Reproduce the material that follows, keeping every line exactly as it is.

DATASET RECORDS START

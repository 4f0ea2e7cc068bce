//! Canonical Board Layout
//!
//! The standard 25 x 24 mansion: nine rooms, four secret passages, six
//! suspects on their start cells and six weapons.
//!
//! Map tokens are described in [`crate::game::field`].

use crate::core::position::Position;
use crate::error::GameResult;
use crate::game::board::{Board, PassageSpec};
use crate::game::room::{Room, RoomId};
use crate::game::suspect::{Suspect, SuspectName, Weapon};

/// Row count of the canonical board.
pub const CANONICAL_ROWS: usize = 25;

/// Column count of the canonical board.
pub const CANONICAL_COLS: usize = 24;

/// The canonical map, one string per row.
pub const CANONICAL_MAP: [&str; CANONICAL_ROWS] = [
    "000000000C0000C000000000",
    "T111110CCC2222CC0033333T",
    "111111CC22222222CC333333",
    "111111CC22222222CC333333",
    "111111CC22222222CCE33333",
    "111111CCE222222WCCC33333",
    "1111N1CC22222222CCCCCCCC",
    "0CCCCCCC2N2222N2CCCCCCC0",
    "0CCCCCCCCCCCCCCCCC555555",
    "44444CCCCCCCCCCCCCE55555",
    "44444444CC00000CCC555555",
    "44444444CC00000CCC555555",
    "4444444WCC00000CCC5555N5",
    "44444444CC00000CCCCCCCCC",
    "44444444CC00000CC777S777",
    "444444N4CC00000CC7777777",
    "0CCCCCCCCC00000CCE777777",
    "CCCCCCCCCCCCCCCCC7777777",
    "CCCCCCCCC88SS88CC7777777",
    "666666SCC888888CCCCCCCCC",
    "6666666CC88888WCCCCCCCCC",
    "6666666CC888888CCS999999",
    "6666666CC888888CC9999999",
    "6666666CC888888CC9999999",
    "T666666C088888800999999T",
];

/// Room ids and names, in id order.
pub const CANONICAL_ROOMS: [(u8, &str); 9] = [
    (1, "Kitchen"),
    (2, "Ballroom"),
    (3, "Conservatory"),
    (4, "Dining Room"),
    (5, "Billiard Room"),
    (6, "Lounge"),
    (7, "Library"),
    (8, "Hall"),
    (9, "Study"),
];

/// Secret passages: Kitchen <-> Study and Conservatory <-> Lounge.
/// Each passage lands on the partner teleport cell.
pub const CANONICAL_PASSAGES: [PassageSpec; 4] = [
    (Position::new(1, 0), Position::new(24, 23)),
    (Position::new(24, 23), Position::new(1, 0)),
    (Position::new(1, 23), Position::new(24, 0)),
    (Position::new(24, 0), Position::new(1, 23)),
];

/// Fresh, empty room definitions for the canonical board.
pub fn canonical_rooms() -> Vec<Room> {
    CANONICAL_ROOMS
        .iter()
        .map(|(id, name)| Room::new(RoomId(*id), *name))
        .collect()
}

/// The six suspects with their start cells and colours.
pub fn canonical_suspects() -> Vec<Suspect> {
    vec![
        Suspect::new(SuspectName::Scarlet, Position::new(24, 7), "#690500"),
        Suspect::new(SuspectName::White, Position::new(0, 9), "#cccccc"),
        Suspect::new(SuspectName::Green, Position::new(0, 14), "#083d00"),
        Suspect::new(SuspectName::Plum, Position::new(19, 23), "#370080"),
        Suspect::new(SuspectName::Peacock, Position::new(6, 23), "#003c52"),
        Suspect::new(SuspectName::Mustard, Position::new(17, 0), "#bf7900"),
    ]
}

/// Build the canonical board with all six weapons (not yet placed).
pub fn canonical_board() -> GameResult<Board> {
    Board::from_rows(
        &CANONICAL_MAP,
        canonical_rooms(),
        &CANONICAL_PASSAGES,
        Weapon::ALL.to_vec(),
    )
}

#[cfg(test)]
mod tests {
    use super::*;
    use crate::game::field::Field;

    #[test]
    fn test_canonical_board_builds() {
        let board = canonical_board().unwrap();
        assert_eq!(board.rows(), CANONICAL_ROWS);
        assert_eq!(board.cols(), CANONICAL_COLS);
        assert_eq!(board.rooms().len(), 9);
        assert_eq!(board.weapons().len(), 6);
    }

    #[test]
    fn test_suspects_start_on_corridors() {
        let board = canonical_board().unwrap();
        for suspect in canonical_suspects() {
            assert_eq!(
                board.field_at(suspect.starting_position),
                Some(Field::Corridor),
                "{} starts off-corridor",
                suspect.name
            );
        }
    }

    #[test]
    fn test_every_room_has_a_door() {
        let board = canonical_board().unwrap();
        for room in board.rooms() {
            let doors = room
                .positions
                .iter()
                .filter(|p| matches!(board.field_at(**p), Some(Field::Door(_))))
                .count();
            assert!(doors > 0, "{} has no door", room.name);
        }
    }

    #[test]
    fn test_passages_connect_corner_rooms() {
        let board = canonical_board().unwrap();
        let kitchen = board.room(RoomId(1)).unwrap();
        let passage = kitchen.teleport_from(Position::new(1, 0)).unwrap();
        assert_eq!(passage.destination_room, RoomId(9));
        assert_eq!(passage.destination_position, Position::new(24, 23));

        let lounge = board.room(RoomId(6)).unwrap();
        let passage = lounge.teleport_from(Position::new(24, 0)).unwrap();
        assert_eq!(passage.destination_room, RoomId(3));
    }

    #[test]
    fn test_render_matches_map_when_empty() {
        let board = canonical_board().unwrap();
        assert_eq!(board.render(), CANONICAL_MAP.join("\n"));
    }
}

DATASET RECORDS END

SOLUTION TO THE EXERCISE –
repository 4f0ea2e7cc068bce
//! Canonical Board Layout
//!
//! The standard 25 x 24 mansion: nine rooms, four secret passages, six
//! suspects on their start cells and six weapons.
//!
//! Map tokens are described in [`crate::game::field`].

use crate::core::position::Position;
use crate::error::GameResult;
use crate::game::board::{Board, PassageSpec};
use crate::game::room::{Room, RoomId};
use crate::game::suspect::{Suspect, SuspectName, Weapon};

/// Row count of the canonical board.
pub const CANONICAL_ROWS: usize = 25;

/// Column count of the canonical board.
pub const CANONICAL_COLS: usize = 24;

/// The canonical map, one string per row.
pub const CANONICAL_MAP: [&str; CANONICAL_ROWS] = [
    "000000000C0000C000000000",
    "T111110CCC2222CC0033333T",
    "111111CC22222222CC333333",
    "111111CC22222222CC333333",
    "111111CC22222222CCE33333",
    "111111CCE222222WCCC33333",
    "1111N1CC22222222CCCCCCCC",
    "0CCCCCCC2N2222N2CCCCCCC0",
    "0CCCCCCCCCCCCCCCCC555555",
    "44444CCCCCCCCCCCCCE55555",
    "44444444CC00000CCC555555",
    "44444444CC00000CCC555555",
    "4444444WCC00000CCC5555N5",
    "44444444CC00000CCCCCCCCC",
    "44444444CC00000CC777S777",
    "444444N4CC00000CC7777777",
    "0CCCCCCCCC00000CCE777777",
    "CCCCCCCCCCCCCCCCC7777777",
    "CCCCCCCCC88SS88CC7777777",
    "666666SCC888888CCCCCCCCC",
    "6666666CC88888WCCCCCCCCC",
    "6666666CC888888CCS999999",
    "6666666CC888888CC9999999",
    "6666666CC888888CC9999999",
    "T666666C088888800999999T",
];

/// Room ids and names, in id order.
pub const CANONICAL_ROOMS: [(u8, &str); 9] = [
    (1, "Kitchen"),
    (2, "Ballroom"),
    (3, "Conservatory"),
    (4, "Dining Room"),
    (5, "Billiard Room"),
    (6, "Lounge"),
    (7, "Library"),
    (8, "Hall"),
    (9, "Study"),
];

/// Secret passages: Kitchen <-> Study and Conservatory <-> Lounge.
/// Each passage lands on the partner teleport cell.
pub const CANONICAL_PASSAGES: [PassageSpec; 4] = [
    (Position::new(1, 0), Position::new(24, 23)),
    (Position::new(24, 23), Position::new(1, 0)),
    (Position::new(1, 23), Position::new(24, 0)),
    (Position::new(24, 0), Position::new(1, 23)),
];

/// Fresh, empty room definitions for the canonical board.
pub fn canonical_rooms() -> Vec<Room> {
    CANONICAL_ROOMS
        .iter()
        .map(|(id, name)| Room::new(RoomId(*id), *name))
        .collect()
}

/// The six suspects with their start cells and colours.
pub fn canonical_suspects() -> Vec<Suspect> {
    vec![
        Suspect::new(SuspectName::Scarlet, Position::new(24, 7), "#690500"),
        Suspect::new(SuspectName::White, Position::new(0, 9), "#cccccc"),
        Suspect::new(SuspectName::Green, Position::new(0, 14), "#083d00"),
        Suspect::new(SuspectName::Plum, Position::new(19, 23), "#370080"),
        Suspect::new(SuspectName::Peacock, Position::new(6, 23), "#003c52"),
        Suspect::new(SuspectName::Mustard, Position::new(17, 0), "#bf7900"),
    ]
}

/// Build the canonical board with all six weapons (not yet placed).
pub fn canonical_board() -> GameResult<Board> {
    Board::from_rows(
        &CANONICAL_MAP,
        canonical_rooms(),
        &CANONICAL_PASSAGES,
        Weapon::ALL.to_vec(),
    )
}

#[cfg(test)]
mod tests {
    use super::*;
    use crate::game::field::Field;

    #[test]
    fn test_canonical_board_builds() {
        let board = canonical_board().unwrap();
        assert_eq!(board.rows(), CANONICAL_ROWS);
        assert_eq!(board.cols(), CANONICAL_COLS);
        assert_eq!(board.rooms().len(), 9);
        assert_eq!(board.weapons().len(), 6);
    }

    #[test]
    fn test_suspects_start_on_corridors() {
        let board = canonical_board().unwrap();
        for suspect in canonical_suspects() {
            assert_eq!(
                board.field_at(suspect.starting_position),
                Some(Field::Corridor),
                "{} starts off-corridor",
                suspect.name
            );
        }
    }

    #[test]
    fn test_every_room_has_a_door() {
        let board = canonical_board().unwrap();
        for room in board.rooms() {
            let doors = room
                .positions
                .iter()
                .filter(|p| matches!(board.field_at(**p), Some(Field::Door(_))))
                .count();
            assert!(doors > 0, "{} has no door", room.name);
        }
    }

    #[test]
    fn test_passages_connect_corner_rooms() {
        let board = canonical_board().unwrap();
        let kitchen = board.room(RoomId(1)).unwrap();
        let passage = kitchen.teleport_from(Position::new(1, 0)).unwrap();
        assert_eq!(passage.destination_room, RoomId(9));
        assert_eq!(passage.destination_position, Position::new(24, 23));

        let lounge = board.room(RoomId(6)).unwrap();
        let passage = lounge.teleport_from(Position::new(24, 0)).unwrap();
        assert_eq!(passage.destination_room, RoomId(3));
    }

    #[test]
    fn test_render_matches_map_when_empty() {
        let board = canonical_board().unwrap();
        assert_eq!(board.render(), CANONICAL_MAP.join("\n"));
    }
}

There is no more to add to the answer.